Zombie Planet (23 page)

Read Zombie Planet Online

Authors: David Wellington

Tags: #Ciencia ficción, #Terror, #Fantasía

—Yo… yo digo —dijo Sarah, y tosió de nuevo, tosió y tosió, una larga y asmática serie de tosidos que le produjeron una flema oscura—. Yo digo…

Un deslumbrante fogonazo de luz cayó en picado sobre la acera y golpeó la cara del necrófago con un puño vendado. La mandíbula del hombre muerto se hizo pedazos y su cerebro seco salió volando de su cabeza destrozada. El cuerpo del necrófago se derrumbó y Sarah se vio libre.

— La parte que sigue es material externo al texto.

//! Diacritic folding for the Interslavic source-language column.
//!
//! Every character is looked up independently in a static table and either
//! replaced by its plain Latin equivalent (a digraph for `đ`) or passed
//! through. The table never produces a character that is itself a key, so
//! folding twice is the same as folding once.

use phf::{phf_map, Map};
use std::borrow::Cow;

/// Flavoured and hacek letters mapped to their plain form.
static FOLD_TABLE: Map<char, &'static str> = phf_map! {
    // nasal and dotted vowels
    'ę' => "e", 'ą' => "a", 'ų' => "u", 'ȯ' => "o", 'ė' => "e", 'å' => "a",
    // soft consonants
    'ń' => "n", 'ť' => "t", 'ľ' => "l", 'ŕ' => "r", 'ď' => "d",
    'ś' => "s", 'ź' => "z", 'ć' => "c", 'đ' => "dj",
    // standard hacek letters
    'č' => "c", 'š' => "s", 'ž' => "z", 'ě' => "e",
    // uppercase
    'Č' => "C", 'Š' => "S", 'Ž' => "Z", 'Ę' => "E", 'Ą' => "A", 'Ų' => "U",
    'Ń' => "N", 'Ť' => "T", 'Ľ' => "L", 'Ŕ' => "R", 'Ď' => "D",
    'Ś' => "S", 'Ź' => "Z", 'Ć' => "C", 'Đ' => "DJ",
};

/// Returns true if `text` contains at least one foldable character.
#[inline]
#[must_use]
pub fn needs_normalization(text: &str) -> bool {
    text.chars().any(|c| FOLD_TABLE.contains_key(&c))
}

/// Fold diacritics to their ASCII equivalents. Case is left untouched.
#[must_use]
pub fn normalize(text: &str) -> Cow<'_, str> {
    if !needs_normalization(text) {
        return Cow::Borrowed(text);
    }

    let mut out = String::with_capacity(text.len());
    for c in text.chars() {
        match FOLD_TABLE.get(&c) {
            Some(replacement) => out.push_str(replacement),
            None => out.push(c),
        }
    }
    Cow::Owned(out)
}

/// Lowercase then fold; the form compared against the shadow field.
#[inline]
#[must_use]
pub fn normalize_term(term: &str) -> String {
    normalize(&term.to_lowercase()).into_owned()
}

La cara pintada de Ptolemy se volvió para mirarla.

—Gracias —dijo ella, levantado su Makarov de la acera partida por las raíces. La momia no la siguió y Sarah se dio cuenta de que quería más. Quería una orden—. Salgamos de aquí —exclamó, y luego echó a correr con el demonio de mantillo justo detrás.

Capítulo 13

Al principio, Ayaan creyó que el gigantesco todoterreno sólo era uno más de los ejemplos del estilo del Zarevich, pero rápidamente comprobó que había un método en su locura. Las carreteras que salían de Asbury Park habían sido maravillas de la ingeniería en su día, una red de autopistas inmaculadamente asfaltadas que conectaban todo Norteamérica.

Doce años más tarde eran campos de escombros. Los puentes y los pasos elevados se habían derrumbado, las zanjas se abrían como grietas en la tierra y luego se ensanchaban para convertirse en enormes fisuras en el hormigón, profundos agujeros de los cuales salían varillas de hierro oxidadas que podían cortar un neumático en tiras. Cada lámina de agua podía ser un charco o un profundo agujero en la tierra tan grande como para tragárselos. El barro y la mugre se desperdigaban por la carretera, cortándola en algunos puntos, cubriéndola por completo en otros. La vida natural emergía de cualquier pozo o depresión del terreno. Por todas partes había grietas abiertas por las raíces de los árboles, formando ángulos imposibles sobre la carretera.

—¿Cómo es posible esto? —preguntó Ayaan mientras pasaban al lado de otro grupo de árboles jóvenes—. Todo esto estaba urbanizado cuando estuve aquí. Eran ciudades y complejos residenciales. Había aparcamientos por todas partes. Luego llegaron los muertos y devoraron todo lo que fuera orgánico —dijo mientras contemplaba por la ventanilla lo que un observador compasivo habría llamado la selva.

—Es la misma energía que nos mueve a nosotros —le explicó Erasmus, encogiéndose de hombros—. La energía que nos anima también alienta a las cosas verdes a crecer.

—Han pasado sólo doce años y el mundo ya se está curando —reflexionó Ayaan. A pesar de su estado de ánimo no podía evitar sentirse un poco animada por ello.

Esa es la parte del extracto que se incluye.